-- Aim of the exercise --
In the data below, work out how many lines include the string "Registers". Only the number should be given.

(Beginning of Task inputs)

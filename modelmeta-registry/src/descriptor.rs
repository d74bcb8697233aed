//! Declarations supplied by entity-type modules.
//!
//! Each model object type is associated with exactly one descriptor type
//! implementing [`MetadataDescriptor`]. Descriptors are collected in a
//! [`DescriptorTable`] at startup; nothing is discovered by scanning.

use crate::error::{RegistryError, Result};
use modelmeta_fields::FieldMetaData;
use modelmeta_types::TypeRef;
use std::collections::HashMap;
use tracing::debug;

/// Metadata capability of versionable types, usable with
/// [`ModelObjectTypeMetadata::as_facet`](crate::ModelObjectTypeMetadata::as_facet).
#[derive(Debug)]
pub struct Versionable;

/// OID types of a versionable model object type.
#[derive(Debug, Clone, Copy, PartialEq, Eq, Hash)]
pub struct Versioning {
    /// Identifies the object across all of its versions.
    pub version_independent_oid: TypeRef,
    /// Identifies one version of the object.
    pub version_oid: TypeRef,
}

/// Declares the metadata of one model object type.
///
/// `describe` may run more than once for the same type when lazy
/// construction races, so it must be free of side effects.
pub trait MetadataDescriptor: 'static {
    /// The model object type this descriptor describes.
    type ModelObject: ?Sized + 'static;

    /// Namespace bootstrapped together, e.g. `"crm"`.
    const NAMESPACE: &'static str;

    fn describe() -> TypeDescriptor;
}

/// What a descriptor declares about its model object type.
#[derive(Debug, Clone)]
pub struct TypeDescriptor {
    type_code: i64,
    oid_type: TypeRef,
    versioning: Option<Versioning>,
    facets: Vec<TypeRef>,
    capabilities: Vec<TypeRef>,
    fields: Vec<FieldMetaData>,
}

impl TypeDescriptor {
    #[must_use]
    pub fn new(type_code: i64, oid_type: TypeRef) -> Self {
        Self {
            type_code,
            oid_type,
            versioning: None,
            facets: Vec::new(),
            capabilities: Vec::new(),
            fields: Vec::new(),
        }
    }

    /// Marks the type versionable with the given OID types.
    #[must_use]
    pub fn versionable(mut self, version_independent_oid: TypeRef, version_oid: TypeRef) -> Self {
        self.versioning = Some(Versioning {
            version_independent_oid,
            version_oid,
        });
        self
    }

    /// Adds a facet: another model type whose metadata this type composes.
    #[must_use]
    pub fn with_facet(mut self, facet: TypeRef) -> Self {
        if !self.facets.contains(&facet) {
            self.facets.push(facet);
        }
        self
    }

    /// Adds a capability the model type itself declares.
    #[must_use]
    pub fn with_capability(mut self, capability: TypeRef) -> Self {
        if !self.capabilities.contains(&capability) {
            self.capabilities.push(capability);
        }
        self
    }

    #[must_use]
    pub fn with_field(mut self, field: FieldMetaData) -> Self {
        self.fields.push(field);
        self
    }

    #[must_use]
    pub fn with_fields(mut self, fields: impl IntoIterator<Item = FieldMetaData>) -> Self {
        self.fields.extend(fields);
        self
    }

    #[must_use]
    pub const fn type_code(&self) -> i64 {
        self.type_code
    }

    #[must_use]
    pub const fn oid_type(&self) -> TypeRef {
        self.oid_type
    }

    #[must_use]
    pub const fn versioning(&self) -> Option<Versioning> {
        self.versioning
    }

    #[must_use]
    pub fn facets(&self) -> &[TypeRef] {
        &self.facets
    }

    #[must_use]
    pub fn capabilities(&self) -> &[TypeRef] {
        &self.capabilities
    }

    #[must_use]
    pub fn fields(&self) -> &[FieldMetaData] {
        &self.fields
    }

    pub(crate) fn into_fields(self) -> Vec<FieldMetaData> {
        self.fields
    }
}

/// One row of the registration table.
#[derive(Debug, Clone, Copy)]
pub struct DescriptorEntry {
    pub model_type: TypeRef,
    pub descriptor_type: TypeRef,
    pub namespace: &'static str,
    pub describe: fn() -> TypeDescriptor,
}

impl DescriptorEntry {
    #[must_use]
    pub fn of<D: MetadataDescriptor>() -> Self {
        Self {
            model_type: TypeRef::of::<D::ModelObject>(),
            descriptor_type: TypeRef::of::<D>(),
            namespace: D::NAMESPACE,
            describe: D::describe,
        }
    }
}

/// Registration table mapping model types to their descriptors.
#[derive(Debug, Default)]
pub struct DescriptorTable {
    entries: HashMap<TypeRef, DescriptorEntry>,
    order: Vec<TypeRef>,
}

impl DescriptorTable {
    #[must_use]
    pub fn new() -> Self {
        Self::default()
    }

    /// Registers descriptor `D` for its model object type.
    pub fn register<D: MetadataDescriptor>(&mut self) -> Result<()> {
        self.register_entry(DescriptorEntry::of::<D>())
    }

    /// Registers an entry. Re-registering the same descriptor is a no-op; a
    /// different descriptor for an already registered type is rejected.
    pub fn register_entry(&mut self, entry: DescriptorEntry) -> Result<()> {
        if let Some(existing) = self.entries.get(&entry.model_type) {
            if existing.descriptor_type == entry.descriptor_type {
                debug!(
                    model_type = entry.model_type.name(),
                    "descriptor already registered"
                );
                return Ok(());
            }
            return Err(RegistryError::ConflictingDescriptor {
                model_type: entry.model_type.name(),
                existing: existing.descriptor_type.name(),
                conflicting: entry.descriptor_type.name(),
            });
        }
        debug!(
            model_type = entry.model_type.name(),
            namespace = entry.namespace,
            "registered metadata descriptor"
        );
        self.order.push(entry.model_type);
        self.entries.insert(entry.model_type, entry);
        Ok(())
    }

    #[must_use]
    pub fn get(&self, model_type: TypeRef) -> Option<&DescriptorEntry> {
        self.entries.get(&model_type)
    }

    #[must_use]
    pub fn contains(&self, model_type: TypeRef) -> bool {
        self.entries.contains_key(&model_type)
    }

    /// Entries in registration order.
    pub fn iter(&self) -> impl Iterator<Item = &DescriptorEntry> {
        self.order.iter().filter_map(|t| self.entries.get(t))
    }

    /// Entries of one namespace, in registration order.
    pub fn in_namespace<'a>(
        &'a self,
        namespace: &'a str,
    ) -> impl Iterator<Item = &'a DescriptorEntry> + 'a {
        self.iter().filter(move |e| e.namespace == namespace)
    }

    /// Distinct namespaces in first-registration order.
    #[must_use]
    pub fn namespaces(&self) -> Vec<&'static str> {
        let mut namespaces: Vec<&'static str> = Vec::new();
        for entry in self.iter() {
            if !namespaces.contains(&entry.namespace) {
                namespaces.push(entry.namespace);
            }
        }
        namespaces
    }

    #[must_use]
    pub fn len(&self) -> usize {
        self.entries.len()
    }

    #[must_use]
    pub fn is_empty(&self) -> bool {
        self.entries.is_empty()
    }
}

(End of Task inputs)

-- Exercise output --
2